My bunny just died. In my hands. She hadn’t been eating much last couple of days, but we thought it was the change of scenery and the dogs and those kind of things. Turns a lot of dropping were stuck on her behind, she’s had some diarrhea last week. So, I tried to clean it up. With my mom was there, we were going to try to wash it off. But it was stuck so bad, I had to try and pull it off.

She was acting funny, we thought she was scared and had trouble with the slippery floors. We were wrong. Se was dying, right there, in my hands. She lay down funny, shocked a bit… and she was gone.

Even though she was a bunny, a little, headstrong bunny… she has always been there for 5 years. Every day. And silly as she was, she always made me laugh. She did the weirdest things. And now, she’ll never do anything again.

Seriously… why? My life is a mess and there’s nothing I can do about it. My housing problems just won’t go away, even after I’ve moved…and now Fiepje dies. Why?!

I’m no fan…

…but that John Lennon guy wasn’t stupid.

“Life is what happens to you while you’re busy making other plans.”

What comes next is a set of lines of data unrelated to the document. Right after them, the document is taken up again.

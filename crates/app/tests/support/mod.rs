#![allow(dead_code)]

use std::collections::HashMap;
use std::sync::atomic::{AtomicI64, AtomicUsize, Ordering};
use std::sync::{Arc, Mutex};

use async_trait::async_trait;
use sources::{
    ContestSource, ContributionSource, CountSource, SourceError, TieredSource,
};
use stats_app::{AppConfig, AppError, AppState, CacheStore, Clock, SourceSet};
use stats_core::{ContestPoint, ContributionDay, SolvedStats, SourceKind};
use tempfile::TempDir;

pub struct ManualClock(AtomicI64);

impl ManualClock {
    pub fn new(now_ms: i64) -> Arc<Self> {
        Arc::new(Self(AtomicI64::new(now_ms)))
    }

    pub fn advance(&self, ms: i64) {
        self.0.fetch_add(ms, Ordering::SeqCst);
    }
}

impl Clock for ManualClock {
    fn now_ms(&self) -> i64 {
        self.0.load(Ordering::SeqCst)
    }
}

#[derive(Default)]
pub struct MemoryStore {
    pub entries: Mutex<HashMap<String, String>>,
    pub fail_writes: bool,
}

impl MemoryStore {
    pub fn failing_writes() -> Self {
        Self {
            fail_writes: true,
            ..Self::default()
        }
    }

    pub fn insert(&self, key: &str, value: &str) {
        self.entries
            .lock()
            .expect("lock")
            .insert(key.to_string(), value.to_string());
    }

    pub fn get(&self, key: &str) -> Option<String> {
        self.entries.lock().expect("lock").get(key).cloned()
    }
}

impl CacheStore for MemoryStore {
    fn read(&self, key: &str) -> stats_app::Result<Option<String>> {
        Ok(self.get(key))
    }

    fn write(&self, key: &str, _source: &str, value: &str) -> stats_app::Result<()> {
        if self.fail_writes {
            return Err(AppError::Message("disk full".to_string()));
        }
        self.insert(key, value);
        Ok(())
    }

    fn delete(&self, key: &str) -> stats_app::Result<usize> {
        Ok(self
            .entries
            .lock()
            .expect("lock")
            .remove(key)
            .map_or(0, |_| 1))
    }
}

/// Tiered source answering with fixed stats, or failing with a status.
pub struct FakeTiered {
    pub kind: SourceKind,
    pub stats: Option<SolvedStats>,
    pub calls: AtomicUsize,
}

impl FakeTiered {
    pub fn ok(kind: SourceKind, stats: SolvedStats) -> Arc<Self> {
        Arc::new(Self {
            kind,
            stats: Some(stats),
            calls: AtomicUsize::new(0),
        })
    }

    pub fn failing(kind: SourceKind) -> Arc<Self> {
        Arc::new(Self {
            kind,
            stats: None,
            calls: AtomicUsize::new(0),
        })
    }

    pub fn calls(&self) -> usize {
        self.calls.load(Ordering::SeqCst)
    }
}

#[async_trait]
impl TieredSource for FakeTiered {
    fn kind(&self) -> SourceKind {
        self.kind
    }

    async fn solved_stats(&self, _user: &str) -> sources::Result<SolvedStats> {
        self.calls.fetch_add(1, Ordering::SeqCst);
        self.stats
            .ok_or(SourceError::UpstreamStatus { status: 500 })
    }
}

pub struct FakeCount {
    pub count: Option<u64>,
    pub calls: AtomicUsize,
}

impl FakeCount {
    pub fn ok(count: u64) -> Arc<Self> {
        Arc::new(Self {
            count: Some(count),
            calls: AtomicUsize::new(0),
        })
    }

    pub fn failing() -> Arc<Self> {
        Arc::new(Self {
            count: None,
            calls: AtomicUsize::new(0),
        })
    }

    pub fn calls(&self) -> usize {
        self.calls.load(Ordering::SeqCst)
    }
}

#[async_trait]
impl CountSource for FakeCount {
    fn kind(&self) -> SourceKind {
        SourceKind::GfgProfile
    }

    async fn solved_count(&self, _user: &str) -> sources::Result<u64> {
        self.calls.fetch_add(1, Ordering::SeqCst);
        self.count.ok_or(SourceError::MissingPayload(
            "no __NEXT_DATA__ found".to_string(),
        ))
    }
}

pub struct FakeContests(pub Vec<ContestPoint>);

#[async_trait]
impl ContestSource for FakeContests {
    fn kind(&self) -> SourceKind {
        SourceKind::LeetcodeContests
    }

    async fn contest_history(&self, _user: &str) -> sources::Result<Vec<ContestPoint>> {
        if self.0.is_empty() {
            return Err(SourceError::Shape("no contest history".to_string()));
        }
        Ok(self.0.clone())
    }
}

pub struct FakeContributions(pub Vec<ContributionDay>);

#[async_trait]
impl ContributionSource for FakeContributions {
    fn kind(&self) -> SourceKind {
        SourceKind::GithubContributions
    }

    async fn contributions(&self, _user: &str) -> sources::Result<Vec<ContributionDay>> {
        if self.0.is_empty() {
            return Err(SourceError::MissingPayload("no contribution data".to_string()));
        }
        Ok(self.0.clone())
    }
}

pub fn stats(total: u64, easy: u64, medium: u64, hard: u64) -> SolvedStats {
    SolvedStats {
        total_solved: total,
        easy_solved: easy,
        medium_solved: medium,
        hard_solved: hard,
        ranking: 1000,
        contribution_points: 0,
    }
}

pub fn source_set(
    tiered: Vec<Arc<dyn TieredSource>>,
    untiered: Vec<Arc<dyn CountSource>>,
) -> SourceSet {
    SourceSet {
        tiered,
        untiered,
        contests: Some(Arc::new(FakeContests(vec![ContestPoint {
            label: "Jan 2025".to_string(),
            rating: 1650.0,
            start_time: Some(1_736_035_200),
        }]))),
        contributions: Arc::new(FakeContributions(vec![
            ContributionDay::new("2025-01-01", 2),
            ContributionDay::new("2025-01-02", 5),
        ])),
        profile_page: FakeCount::ok(42),
    }
}

pub struct TestApp {
    pub _dir: TempDir,
    pub state: AppState,
}

/// App over a migrated temp DB with usernames configured.
pub fn setup_app(sources: SourceSet, store: Arc<dyn CacheStore>, clock: Arc<dyn Clock>) -> TestApp {
    let dir = tempfile::tempdir().expect("temp dir");
    let mut config = AppConfig::new(dir.path().join("app.sqlite"));
    config.profile.leetcode = "lc-user".to_string();
    config.profile.github = "gh-user".to_string();
    config.profile.gfg = "gfg-user".to_string();
    let state = AppState::with_parts(config, sources, store, clock);
    state.setup_db().expect("setup db");
    TestApp { _dir: dir, state }
}
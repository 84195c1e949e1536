use std::sync::Arc;

use sources::{
    ContestSource, ContributionSource, CountSource, GfgProfile, GithubContributions, HttpClient,
    HttpSettings, LeetcodeGraphql, LeetcodeMirror, SourceEndpoints, TieredSource,
};

use crate::error::Result;

/// Source adapters the services aggregate over.
#[derive(Clone)]
pub struct SourceSet {
    /// Breakdown sources, tried in order until one succeeds.
    pub tiered: Vec<Arc<dyn TieredSource>>,
    /// Count-only sources, summed and allocated across tiers.
    pub untiered: Vec<Arc<dyn CountSource>>,
    pub contests: Option<Arc<dyn ContestSource>>,
    pub contributions: Arc<dyn ContributionSource>,
    /// Direct profile-page count behind the public count endpoint. Never
    /// routed through the proxy.
    pub profile_page: Arc<dyn CountSource>,
}

impl SourceSet {
    pub fn from_endpoints(endpoints: &SourceEndpoints, http: &HttpSettings) -> Result<Self> {
        let client = HttpClient::new(http)?;
        let mirror = Arc::new(LeetcodeMirror::new(
            client.clone(),
            endpoints.leetcode_mirror.clone(),
        ));
        let graphql = Arc::new(LeetcodeGraphql::new(
            client.clone(),
            endpoints.leetcode_graphql.clone(),
        ));
        let gfg = Arc::new(GfgProfile::new(
            client.clone(),
            endpoints.gfg_profile.clone(),
            endpoints.gfg_proxy.clone(),
        ));
        let gfg_page = Arc::new(GfgProfile::new(
            client.clone(),
            endpoints.gfg_profile.clone(),
            None,
        ));
        let github = Arc::new(GithubContributions::new(
            client,
            endpoints.github_contributions.clone(),
            endpoints.github_api.clone(),
        ));
        Ok(Self {
            tiered: vec![
                mirror as Arc<dyn TieredSource>,
                graphql.clone() as Arc<dyn TieredSource>,
            ],
            untiered: vec![gfg as Arc<dyn CountSource>],
            contests: Some(graphql as Arc<dyn ContestSource>),
            contributions: github,
            profile_page: gfg_page,
        })
    }
}
use std::path::PathBuf;

use stats_app::AppState;

#[derive(Clone)]
pub struct AppContext {
    pub app_state: AppState,
    pub app_data_dir: PathBuf,
}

It’s true. Plain and simple.

Oh, and this Charlie Brown quote made me laugh:

“Nothing takes the taste out of peanut butter quite like unrequited love.”

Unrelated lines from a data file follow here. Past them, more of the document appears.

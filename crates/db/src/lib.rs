mod cache;
mod error;
mod migrations;
mod settings;

use std::path::Path;

use rusqlite::Connection;

pub use error::{DbError, Result};
pub use settings::SettingKey;

pub struct Db {
    conn: Connection,
}

impl Db {
    pub fn open(path: impl AsRef<Path>) -> Result<Self> {
        let conn = Connection::open(path)?;
        conn.pragma_update(None, "journal_mode", "WAL")?;
        conn.pragma_update(None, "synchronous", "NORMAL")?;
        conn.pragma_update(None, "temp_store", "MEMORY")?;
        conn.busy_timeout(std::time::Duration::from_secs(5))?;
        Ok(Self { conn })
    }
}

A crazy little thing called life…

Life. Must be one of the strangest and most unpredictable things ever.

Even when life is the most boring and mindnumbing thing you can imagine, the same routine every single day… something will pop up and bite you in the a… errr, your behind. The same thing over and over, work, eat, sleep, 5 times in a row, 2 days of nothing at all and then the whole thing starts over. But all of a sudden, something that doesn’t quite fit happens. Or something that just isn’t supposed to happen at all.

But not for me. Nothing ever really happens. Work, 8 hours, day in, day out. Busride. Watching series, movies, or what not. Sitting in front of my PC, doing nothing really. Dinner. Sleeping. Breakfast. Busride. Etcetera. Ok, so there’s the occasional birthday, drinks with friends, but nothing really happens.

Or so I thought.

But no, even for me unexpected things happen. The past comes back to haunt me. A past I thought I would never hear from again. A past I was glad to have escaped from. But now, that past wants to become the present again. The future even. Why?! I just want closure… The most uncertain future I’ve ever had has finally become the past, I just want a lid on it and have it buried.

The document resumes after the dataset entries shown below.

use chrono::{DateTime, Utc};
use rust_decimal::Decimal;
use serde::{Deserialize, Serialize};
use sqlx::FromRow;
use std::cmp::Ordering;
use validator::Validate;

use crate::error::{AppError, AppResult};
use crate::models::book::nulls_last;
use crate::models::page::{PageRequest, SortOrder};

/// Status of a loan.
/// Corresponds to the `loan_status` SQL enum. Declaration order matches the
/// SQL enum so sorting agrees between backends.
#[derive(
    Debug, Serialize, Deserialize, Clone, Copy, PartialEq, Eq, PartialOrd, Ord, sqlx::Type,
)]
#[sqlx(type_name = "loan_status", rename_all = "lowercase")]
#[serde(rename_all = "lowercase")]
pub enum LoanStatus {
    /// The copy is out with the borrower. The only non-terminal state.
    Active,
    Returned,
    Lost,
    Damaged,
}

impl LoanStatus {
    pub fn is_terminal(self) -> bool {
        self != LoanStatus::Active
    }
}

/// How a loan was closed. Deliberately has no `Active` variant.
#[derive(Debug, Serialize, Deserialize, Clone, Copy, PartialEq, Eq, Default)]
#[serde(rename_all = "lowercase")]
pub enum ReturnOutcome {
    #[default]
    Returned,
    Lost,
    Damaged,
}

impl From<ReturnOutcome> for LoanStatus {
    fn from(outcome: ReturnOutcome) -> Self {
        match outcome {
            ReturnOutcome::Returned => LoanStatus::Returned,
            ReturnOutcome::Lost => LoanStatus::Lost,
            ReturnOutcome::Damaged => LoanStatus::Damaged,
        }
    }
}

/// A borrowing record.
#[derive(Debug, Clone, Serialize, Deserialize, FromRow, PartialEq)]
pub struct Loan {
    pub id: i32,
    pub borrower_id: i32,
    pub book_id: i32,
    pub borrow_date: DateTime<Utc>,
    pub due_date: DateTime<Utc>,
    pub return_date: Option<DateTime<Utc>>,
    pub status: LoanStatus,
    pub fine_amount: Option<Decimal>,
    pub notes: Option<String>,
    pub created_at: DateTime<Utc>,
    pub updated_at: Option<DateTime<Utc>>,
}

impl Loan {
    pub fn is_active(&self) -> bool {
        self.status == LoanStatus::Active
    }

    pub fn is_overdue(&self, now: DateTime<Utc>) -> bool {
        self.is_active() && now > self.due_date
    }

    /// Whole days past the due date; zero unless overdue.
    pub fn days_overdue(&self, now: DateTime<Utc>) -> i64 {
        if self.is_overdue(now) {
            (now - self.due_date).num_days()
        } else {
            0
        }
    }

    /// Moves an active loan into a terminal state.
    pub fn close(
        &mut self,
        outcome: ReturnOutcome,
        fine_amount: Decimal,
        notes: Option<String>,
        now: DateTime<Utc>,
    ) -> AppResult<()> {
        if self.status.is_terminal() {
            return Err(AppError::AlreadyReturned(format!(
                "Loan {} is already closed as {:?}",
                self.id, self.status
            )));
        }
        self.status = outcome.into();
        self.return_date = Some(now);
        self.fine_amount = Some(fine_amount);
        self.notes = notes;
        self.updated_at = Some(now);
        Ok(())
    }
}

/// A loan about to be recorded.
#[derive(Debug, Clone)]
pub struct NewLoan {
    pub borrower_id: i32,
    pub book_id: i32,
    pub borrow_date: DateTime<Utc>,
    pub due_date: DateTime<Utc>,
    pub notes: Option<String>,
}

impl NewLoan {
    pub fn into_loan(self, id: i32) -> Loan {
        Loan {
            id,
            borrower_id: self.borrower_id,
            book_id: self.book_id,
            borrow_date: self.borrow_date,
            due_date: self.due_date,
            return_date: None,
            status: LoanStatus::Active,
            fine_amount: None,
            notes: self.notes,
            created_at: self.borrow_date,
            updated_at: None,
        }
    }
}

/// Body of `POST /api/loans/borrow`.
#[derive(Debug, Clone, Serialize, Deserialize, Validate)]
pub struct BorrowRequest {
    pub book_id: i32,
    /// Defaults to the configured loan period.
    pub due_date: Option<DateTime<Utc>>,
    #[validate(length(max = 500))]
    pub notes: Option<String>,
}

/// Body of `POST /api/loans/return`.
#[derive(Debug, Clone, Serialize, Deserialize, Validate)]
pub struct ReturnRequest {
    pub loan_id: i32,
    #[serde(default)]
    pub status: ReturnOutcome,
    /// Overrides the computed fine.
    pub fine_amount: Option<Decimal>,
    #[validate(length(max = 500))]
    pub notes: Option<String>,
}

/// Loan joined with the names callers want to display.
#[derive(Debug, Clone, FromRow)]
pub struct LoanRow {
    #[sqlx(flatten)]
    pub loan: Loan,
    pub borrower_name: String,
    pub book_title: String,
    pub book_author: String,
}

/// Read model returned by the loan endpoints. Derived fields are evaluated
/// at the time of the query.
#[derive(Debug, Clone, Serialize, Deserialize, PartialEq)]
pub struct LoanDetails {
    #[serde(flatten)]
    pub loan: Loan,
    pub borrower_name: String,
    pub book_title: String,
    pub book_author: String,
    pub is_overdue: bool,
    pub days_overdue: i64,
    pub is_returned: bool,
}

impl LoanDetails {
    pub fn from_row(row: LoanRow, now: DateTime<Utc>) -> Self {
        Self {
            is_overdue: row.loan.is_overdue(now),
            days_overdue: row.loan.days_overdue(now),
            is_returned: row.loan.status == LoanStatus::Returned,
            loan: row.loan,
            borrower_name: row.borrower_name,
            book_title: row.book_title,
            book_author: row.book_author,
        }
    }
}

/// Loan sort keys.
#[derive(Debug, Serialize, Deserialize, Clone, Copy, PartialEq, Eq, Default)]
#[serde(rename_all = "snake_case")]
pub enum LoanSortKey {
    #[default]
    BorrowDate,
    DueDate,
    ReturnDate,
    Status,
}

impl LoanSortKey {
    pub fn column(self) -> &'static str {
        match self {
            LoanSortKey::BorrowDate => "l.borrow_date",
            LoanSortKey::DueDate => "l.due_date",
            LoanSortKey::ReturnDate => "l.return_date",
            LoanSortKey::Status => "l.status",
        }
    }

    pub fn compare(self, a: &Loan, b: &Loan) -> Ordering {
        match self {
            LoanSortKey::BorrowDate => a.borrow_date.cmp(&b.borrow_date),
            LoanSortKey::DueDate => a.due_date.cmp(&b.due_date),
            LoanSortKey::ReturnDate => nulls_last(&a.return_date, &b.return_date),
            LoanSortKey::Status => a.status.cmp(&b.status),
        }
    }
}

/// Query parameters for the loan ledger.
#[derive(Debug, Clone, Default, Serialize, Deserialize, Validate)]
pub struct LoanSearch {
    pub borrower_id: Option<i32>,
    pub book_id: Option<i32>,
    pub status: Option<LoanStatus>,
    pub borrowed_from: Option<DateTime<Utc>>,
    pub borrowed_to: Option<DateTime<Utc>>,
    pub due_from: Option<DateTime<Utc>>,
    pub due_to: Option<DateTime<Utc>>,
    /// `true` keeps active loans past due, `false` everything else.
    pub overdue: Option<bool>,
    #[validate(range(min = 1))]
    pub page: Option<u32>,
    #[validate(range(min = 1, max = 100))]
    pub page_size: Option<u32>,
    pub sort_by: Option<LoanSortKey>,
    pub sort_order: Option<SortOrder>,
}

impl LoanSearch {
    pub fn page_request(&self) -> PageRequest {
        PageRequest::new(self.page, self.page_size)
    }

    pub fn sort_key(&self) -> LoanSortKey {
        self.sort_by.unwrap_or_default()
    }

    pub fn order(&self) -> SortOrder {
        self.sort_order.unwrap_or(SortOrder::Desc)
    }

    pub fn matches(&self, loan: &Loan, now: DateTime<Utc>) -> bool {
        if self.borrower_id.is_some_and(|id| id != loan.borrower_id) {
            return false;
        }
        if self.book_id.is_some_and(|id| id != loan.book_id) {
            return false;
        }
        if self.status.is_some_and(|status| status != loan.status) {
            return false;
        }
        if self.borrowed_from.is_some_and(|from| loan.borrow_date < from) {
            return false;
        }
        if self.borrowed_to.is_some_and(|to| loan.borrow_date > to) {
            return false;
        }
        if self.due_from.is_some_and(|from| loan.due_date < from) {
            return false;
        }
        if self.due_to.is_some_and(|to| loan.due_date > to) {
            return false;
        }
        match self.overdue {
            Some(wanted) => loan.is_overdue(now) == wanted,
            None => true,
        }
    }

    pub fn compare(&self, a: &Loan, b: &Loan) -> Ordering {
        self.order()
            .apply(self.sort_key().compare(a, b))
            .then_with(|| a.id.cmp(&b.id))
    }
}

Oh, right. There’s also the ever-continuing soap around my livingspace. After me having to find a new place withing a month, it now turns out I rent my room illegally. Everything is fine, all the rules and laws are followed, except for 1 tiny thing: it’s not in the zoning (or so Google translates “bestemmingsplan”) of the city I live in. That’s being changed, but till then… I’ve got to go. To be continued… but it is some kind of “excitement” I guess…

Spam?!

Amazing how much spam I get on a blog that barely anyone reads… I mean, what’s the point? Too bad the spam filter doesn’t consider some people’s spam to be spam. Too bad, I do.